On Sept. 10, 2017, World Suicide Prevention Day, I met Leon Remus. I’d seen him around town and never thought anything of it nor that our paths would ever cross. But now here we were, side-by-side, lighting a candle in the Plaza on World Suicide Prevention Day. We exchanged pleasantries, I thanked him for attending the event, handed him a brochure and assumed that would be the end of our conversation.

But that wasn’t the end; it was only the beginning. He shared a story with me that night that he has agreed to share with you here now.

Why does he share his story? Because it is in breaking the silence that we come to realize that we are not alone. Because it is in hearing someone’s story that we learn that we can help. This is his letter.

Breaking the silence

I had the privilege of being with my son the first hour after his birth. It is an amazing gift to look at those little eyes looking up at yours. You wonder what thoughts are going through their little mind. I imagine I was thinking more than he was. I was thinking ahead to all the special times we would have together as father and son. I had activities planned … fishing, hockey, cottage life, family gatherings. This was a magical moment, a moment where you thought, ‘life is good,’ ‘life is perfect.’

Life though, as we know is not perfect.

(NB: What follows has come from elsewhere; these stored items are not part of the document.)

#[cfg(test)]
mod tests {
    use super::*;
    use crate::span::Span;

    #[test]
    fn nodes_and_child_lists_share_the_session_arena() {
        let arena = Arena::new();
        let name = Identifier::new("x", Span::new(0, 1));
        let operand = arena.alloc_node(Expr::new(ExprKind::Variable(name), Span::new(0, 1)));
        let update = Expr::new(
            ExprKind::Update {
                operand,
                prefix: true,
            },
            Span::new(0, 1),
        );
        let mut items = arena.expr_list();
        items.push(update);
        let items = items.into_bump_slice();
        assert_eq!(items.len(), 1);
        assert!(matches!(items[0].kind, ExprKind::Update { .. }));
    }

    #[test]
    fn buffered_scope_events_survive_in_the_arena() {
        let arena = Arena::new();
        let name = Identifier::new("f", Span::new(0, 1));
        let events = arena.alloc_events(&[
            Event::EnterNamedFunctionScope(name),
            Event::ExitFunctionScope,
        ]);
        assert_eq!(
            events,
            [Event::EnterNamedFunctionScope(name), Event::ExitFunctionScope]
        );
    }

    #[test]
    fn reset_reclaims_the_session() {
        let mut arena = Arena::new();
        arena.alloc_node(Expr::missing(0));
        assert!(arena.allocated_bytes() > 0);
        arena.reset();
    }
}
pub mod server;

pub use server::{RunMode, ServerConfig};
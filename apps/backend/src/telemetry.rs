use tracing_subscriber::{fmt, prelude::*, EnvFilter};

use werewolf_backend::AppError;

const DEFAULT_FILTER: &str = "info,actix_web=info,actix_server=warn";

/// Installs the JSON log subscriber. `RUST_LOG` overrides the default filter.
pub fn init_tracing() -> Result<(), AppError> {
    let env_filter =
        EnvFilter::try_from_default_env().unwrap_or_else(|_| EnvFilter::new(DEFAULT_FILTER));

    let fmt_layer = fmt::layer()
        .with_target(false)
        .with_file(false)
        .with_line_number(false)
        .with_thread_ids(false)
        .with_thread_names(false)
        .with_ansi(false)
        .json();

    tracing_subscriber::registry()
        .with(env_filter)
        .with(fmt_layer)
        .try_init()
        .map_err(|e| AppError::config(format!("Failed to install tracing subscriber: {e}")))
}
//! Task-local trace id for the request being served.
//!
//! Set by the `RequestTrace` middleware; read by error rendering and the
//! JSON extractor so problem+json bodies carry the same id as the
//! `x-trace-id` header.

use tokio::task_local;

task_local! {
    static TRACE_ID: String;
}

/// Trace id of the current request, or `"unknown"` outside of one.
pub fn trace_id() -> String {
    TRACE_ID
        .try_with(Clone::clone)
        .unwrap_or_else(|_| "unknown".to_string())
}

/// Runs `future` with `trace_id` as the current trace id.
pub async fn with_trace_id<F, R>(trace_id: String, future: F) -> R
where
    F: std::future::Future<Output = R>,
{
    TRACE_ID.scope(trace_id, future).await
}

Life, at times, sometimes many times, may be seen as less than good.

This is the story of my son Josh.

The process of learning who your son is, who your dad is, is just that — a process. Josh and I learned about each other through daily activities, through special moments, through times of challenge.

Josh was a typical young man, yet atypical in many ways. He was a very gifted young man whose creativity and passion for life were expressed through writing, music and beer-making to name a few. Josh worked hard at improving his marketability. He went back to college to get a second degree, seeking to discover a ‘paying profession’ to accompany his creative personality. He accomplished this, graduating with a great resume after two years of hard school work.

I write the aforementioned ‘history’ so you may know that Josh was a ‘normal young man’ in many respects. Outwardly he looked successful, bright, handsome and had a good job. It was what you could not see though, that ultimately became overwhelming for my son. Josh struggled with mental health issues. I knew about them to some degree. We talked about some of his struggles. When Josh moved away, we would talk over the phone about his ‘battles within.’ Sometimes when Josh was going through an ‘episode’ his grasp on reality was skewed. Medicine, professional help, mental health support and loving family were there for him. Unfortunately, there never came a time when all these supports were in sync enough with Josh for him to fully move forward.

I had high hopes for my son: Family, lifelong friends, familiar territory and new job connected to his professional training, a new start, a new life, a new love.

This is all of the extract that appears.